- WHAT IS NEEDED
An answer that reproduces all the entries exactly is what is needed.

- RECORDS SUPPLIED
use std::env;
use std::fs;
use std::path::{Path, PathBuf};

use thiserror::Error;

pub mod app;
pub mod geom;
pub mod physics;

pub use app::{
    run_app, Actor, AppError, Audio, Control, Display, DisplayError, EdgeTrigger, FrameClock,
    LoopConfig, LoopMetricsSnapshot, MetaAction, ModelId, MusicDeck, MusicId, Renderer, Resource,
    ResourceKind, Scene, SceneError, SceneFactory, SceneMachine, SceneTransition, SilentAudio,
    SoundId, Stage, StageError, View, VoiceId,
};
pub use geom::{Rect, Size2, Vec2};
pub use physics::{
    find_contacts, slide_move, Body, CollisionGroup, Contact, SolidQuery, TileGrid, TileGridError,
    Trace,
};

pub const ROOT_ENV_VAR: &str = "RUSTMAN_ROOT";

#[derive(Debug, Clone)]
pub struct AppPaths {
    pub root: PathBuf,
    pub asset_root: PathBuf,
    pub capture_dir: PathBuf,
}

#[derive(Debug, Error)]
pub enum StartupError {
    #[error("failed to read environment variable {var}: {source}")]
    EnvVar {
        var: &'static str,
        #[source]
        source: env::VarError,
    },
    #[error("failed to resolve current executable path: {0}")]
    CurrentExe(#[source] std::io::Error),
    #[error("current executable path has no parent directory: {0}")]
    ExeHasNoParent(PathBuf),
    #[error("failed to create capture directory at {path}: {source}")]
    CreateCaptureDir {
        path: PathBuf,
        #[source]
        source: std::io::Error,
    },
    #[error(
        "RUSTMAN_ROOT is set but does not point to a valid project root: {path}\n\
A valid root must contain Cargo.toml and either crates/ or res/."
    )]
    InvalidEnvRoot { path: PathBuf },
    #[error(
        "Could not detect project root by walking upward from executable directory: {start_dir}\n\
Expected a directory containing Cargo.toml and either crates/ or res/.\n\
Set {env_var} explicitly, for example:\n\
Bash/zsh: export {env_var}=\"/path/to/rustman\""
    )]
    RootNotFound {
        start_dir: PathBuf,
        env_var: &'static str,
    },
}

pub fn resolve_app_paths() -> Result<AppPaths, StartupError> {
    let root = resolve_root()?;
    let asset_root = root.join("res");
    let capture_dir = root.join("captures");

    fs::create_dir_all(&capture_dir).map_err(|source| StartupError::CreateCaptureDir {
        path: capture_dir.clone(),
        source,
    })?;

    Ok(AppPaths {
        root,
        asset_root,
        capture_dir,
    })
}

fn resolve_root() -> Result<PathBuf, StartupError> {
    match env::var(ROOT_ENV_VAR) {
        Ok(value) => {
            let raw = PathBuf::from(value);
            let normalized = normalize_path(&raw);
            if is_repo_marker(&normalized) {
                Ok(normalized)
            } else {
                Err(StartupError::InvalidEnvRoot { path: normalized })
            }
        }
        Err(env::VarError::NotPresent) => {
            let exe = env::current_exe().map_err(StartupError::CurrentExe)?;
            let exe_dir = exe
                .parent()
                .map(Path::to_path_buf)
                .ok_or_else(|| StartupError::ExeHasNoParent(exe.clone()))?;

            exe_dir
                .ancestors()
                .find(|candidate| is_repo_marker(candidate))
                .map(normalize_path)
                .ok_or_else(|| StartupError::RootNotFound {
                    start_dir: normalize_path(&exe_dir),
                    env_var: ROOT_ENV_VAR,
                })
        }
        Err(source) => Err(StartupError::EnvVar {
            var: ROOT_ENV_VAR,
            source,
        }),
    }
}

fn is_repo_marker(path: &Path) -> bool {
    let cargo_toml = path.join("Cargo.toml").is_file();
    let has_crates = path.join("crates").is_dir();
    let has_res = path.join("res").is_dir();

    cargo_toml && (has_crates || has_res)
}

fn normalize_path(path: &Path) -> PathBuf {
    fs::canonicalize(path).unwrap_or_else(|_| path.to_path_buf())
}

- ANSWER TO THE PROBLEM
use std::env;
use std::fs;
use std::path::{Path, PathBuf};

use thiserror::Error;

pub mod app;
pub mod geom;
pub mod physics;

pub use app::{
    run_app, Actor, AppError, Audio, Control, Display, DisplayError, EdgeTrigger, FrameClock,
    LoopConfig, LoopMetricsSnapshot, MetaAction, ModelId, MusicDeck, MusicId, Renderer, Resource,
    ResourceKind, Scene, SceneError, SceneFactory, SceneMachine, SceneTransition, SilentAudio,
    SoundId, Stage, StageError, View, VoiceId,
};
pub use geom::{Rect, Size2, Vec2};
pub use physics::{
    find_contacts, slide_move, Body, CollisionGroup, Contact, SolidQuery, TileGrid, TileGridError,
    Trace,
};

pub const ROOT_ENV_VAR: &str = "RUSTMAN_ROOT";

#[derive(Debug, Clone)]
pub struct AppPaths {
    pub root: PathBuf,
    pub asset_root: PathBuf,
    pub capture_dir: PathBuf,
}

#[derive(Debug, Error)]
pub enum StartupError {
    #[error("failed to read environment variable {var}: {source}")]
    EnvVar {
        var: &'static str,
        #[source]
        source: env::VarError,
    },
    #[error("failed to resolve current executable path: {0}")]
    CurrentExe(#[source] std::io::Error),
    #[error("current executable path has no parent directory: {0}")]
    ExeHasNoParent(PathBuf),
    #[error("failed to create capture directory at {path}: {source}")]
    CreateCaptureDir {
        path: PathBuf,
        #[source]
        source: std::io::Error,
    },
    #[error(
        "RUSTMAN_ROOT is set but does not point to a valid project root: {path}\n\
A valid root must contain Cargo.toml and either crates/ or res/."
    )]
    InvalidEnvRoot { path: PathBuf },
    #[error(
        "Could not detect project root by walking upward from executable directory: {start_dir}\n\
Expected a directory containing Cargo.toml and either crates/ or res/.\n\
Set {env_var} explicitly, for example:\n\
Bash/zsh: export {env_var}=\"/path/to/rustman\""
    )]
    RootNotFound {
        start_dir: PathBuf,
        env_var: &'static str,
    },
}

pub fn resolve_app_paths() -> Result<AppPaths, StartupError> {
    let root = resolve_root()?;
    let asset_root = root.join("res");
    let capture_dir = root.join("captures");

    fs::create_dir_all(&capture_dir).map_err(|source| StartupError::CreateCaptureDir {
        path: capture_dir.clone(),
        source,
    })?;

    Ok(AppPaths {
        root,
        asset_root,
        capture_dir,
    })
}

fn resolve_root() -> Result<PathBuf, StartupError> {
    match env::var(ROOT_ENV_VAR) {
        Ok(value) => {
            let raw = PathBuf::from(value);
            let normalized = normalize_path(&raw);
            if is_repo_marker(&normalized) {
                Ok(normalized)
            } else {
                Err(StartupError::InvalidEnvRoot { path: normalized })
            }
        }
        Err(env::VarError::NotPresent) => {
            let exe = env::current_exe().map_err(StartupError::CurrentExe)?;
            let exe_dir = exe
                .parent()
                .map(Path::to_path_buf)
                .ok_or_else(|| StartupError::ExeHasNoParent(exe.clone()))?;

            exe_dir
                .ancestors()
                .find(|candidate| is_repo_marker(candidate))
                .map(normalize_path)
                .ok_or_else(|| StartupError::RootNotFound {
                    start_dir: normalize_path(&exe_dir),
                    env_var: ROOT_ENV_VAR,
                })
        }
        Err(source) => Err(StartupError::EnvVar {
            var: ROOT_ENV_VAR,
            source,
        }),
    }
}

fn is_repo_marker(path: &Path) -> bool {
    let cargo_toml = path.join("Cargo.toml").is_file();
    let has_crates = path.join("crates").is_dir();
    let has_res = path.join("res").is_dir();

    cargo_toml && (has_crates || has_res)
}

fn normalize_path(path: &Path) -> PathBuf {
    fs::canonicalize(path).unwrap_or_else(|_| path.to_path_buf())
}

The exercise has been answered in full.